[Collected data entries]
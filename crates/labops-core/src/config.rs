//! Runtime configuration.
//!
//! Sources, later ones overriding earlier ones:
//! 1. built-in defaults
//! 2. an optional TOML file
//! 3. `LABOPS__*` environment variables (e.g. `LABOPS__COLLECTOR_SYNC_ATTEMPTS=10`)

use std::path::{Path, PathBuf};

use config::{Config, Environment, File, FileFormat};
use serde::{Deserialize, Serialize};
use thiserror::Error;

/// Configuration errors.
#[derive(Error, Debug)]
pub enum ConfigError {
    #[error("Failed to load configuration: {0}")]
    Load(#[from] config::ConfigError),

    #[error("Invalid configuration: {0}")]
    Invalid(String),
}

/// Settings for the lab-operations core.
#[derive(Debug, Clone, Deserialize, Serialize, PartialEq)]
#[serde(default)]
pub struct LabOpsConfig {
    /// SQLite file; in-memory when absent
    pub database_path: Option<PathBuf>,
    /// Compare-and-swap attempts when re-deriving a collector's status
    pub collector_sync_attempts: u32,
    /// Report window used when the caller does not give one
    pub default_window_days: u32,
    /// `tracing` filter directive (overridden by `RUST_LOG`)
    pub log_level: String,
    /// Emit JSON log lines
    pub log_json: bool,
}

impl Default for LabOpsConfig {
    fn default() -> Self {
        Self {
            database_path: None,
            collector_sync_attempts: 5,
            default_window_days: 30,
            log_level: "info".into(),
            log_json: false,
        }
    }
}

impl LabOpsConfig {
    /// Load from defaults, an optional file, then the environment.
    pub fn load(path: Option<&Path>) -> Result<Self, ConfigError> {
        let mut builder = Config::builder();
        if let Some(path) = path {
            builder = builder.add_source(File::from(path).required(true));
        }
        let settings = builder
            .add_source(
                Environment::with_prefix("LABOPS")
                    .separator("__")
                    .try_parsing(true),
            )
            .build()?;

        let config: Self = settings.try_deserialize()?;
        config.validate()?;
        Ok(config)
    }

    /// Parse a TOML document on top of the defaults (no environment).
    pub fn from_toml_str(toml: &str) -> Result<Self, ConfigError> {
        let config: Self = Config::builder()
            .add_source(File::from_str(toml, FileFormat::Toml))
            .build()?
            .try_deserialize()?;
        config.validate()?;
        Ok(config)
    }

    pub fn validate(&self) -> Result<(), ConfigError> {
        if self.collector_sync_attempts == 0 {
            return Err(ConfigError::Invalid(
                "collector_sync_attempts must be at least 1".into(),
            ));
        }
        if self.default_window_days == 0 {
            return Err(ConfigError::Invalid(
                "default_window_days must be at least 1".into(),
            ));
        }
        Ok(())
    }
}

#[cfg(test)]
mod tests {
    use super::*;
    use std::io::Write;

    #[test]
    fn test_defaults() {
        let config = LabOpsConfig::default();
        assert_eq!(config.collector_sync_attempts, 5);
        assert_eq!(config.default_window_days, 30);
        assert!(config.database_path.is_none());
        assert!(config.validate().is_ok());
    }

    #[test]
    fn test_partial_toml_keeps_defaults() {
        let config = LabOpsConfig::from_toml_str("default_window_days = 7\nlog_json = true").unwrap();
        assert_eq!(config.default_window_days, 7);
        assert!(config.log_json);
        assert_eq!(config.collector_sync_attempts, 5);
    }

    #[test]
    fn test_rejects_zero_attempts() {
        let err = LabOpsConfig::from_toml_str("collector_sync_attempts = 0").unwrap_err();
        assert!(matches!(err, ConfigError::Invalid(_)));
    }

    #[test]
    fn test_load_from_file() {
        let mut file = tempfile::Builder::new().suffix(".toml").tempfile().unwrap();
        writeln!(file, "database_path = \"/var/lib/labops/labops.db\"").unwrap();
        writeln!(file, "log_level = \"debug\"").unwrap();

        let config = LabOpsConfig::load(Some(file.path())).unwrap();
        assert_eq!(
            config.database_path,
            Some(PathBuf::from("/var/lib/labops/labops.db"))
        );
        assert_eq!(config.log_level, "debug");
    }

    #[test]
    fn test_missing_file_is_an_error() {
        let result = LabOpsConfig::load(Some(Path::new("/nonexistent/labops.toml")));
        assert!(matches!(result, Err(ConfigError::Load(_))));
    }
}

» **Exercise description**
Could you write out exactly the lines above, starting at the first one and ending with the line that has "#[derive(Debug, Clone, Deserialize, Serialize, PartialEq)]"?

» **Answer section**
filename crates/labops-core/src/config.rs
//! Runtime configuration.
//!
//! Sources, later ones overriding earlier ones:
//! 1. built-in defaults
//! 2. an optional TOML file
//! 3. `LABOPS__*` environment variables (e.g. `LABOPS__COLLECTOR_SYNC_ATTEMPTS=10`)

use std::path::{Path, PathBuf};

use config::{Config, Environment, File, FileFormat};
use serde::{Deserialize, Serialize};
use thiserror::Error;

/// Configuration errors.
#[derive(Error, Debug)]
pub enum ConfigError {
    #[error("Failed to load configuration: {0}")]
    Load(#[from] config::ConfigError),

    #[error("Invalid configuration: {0}")]
    Invalid(String),
}

/// Settings for the lab-operations core.
#[derive(Debug, Clone, Deserialize, Serialize, PartialEq)]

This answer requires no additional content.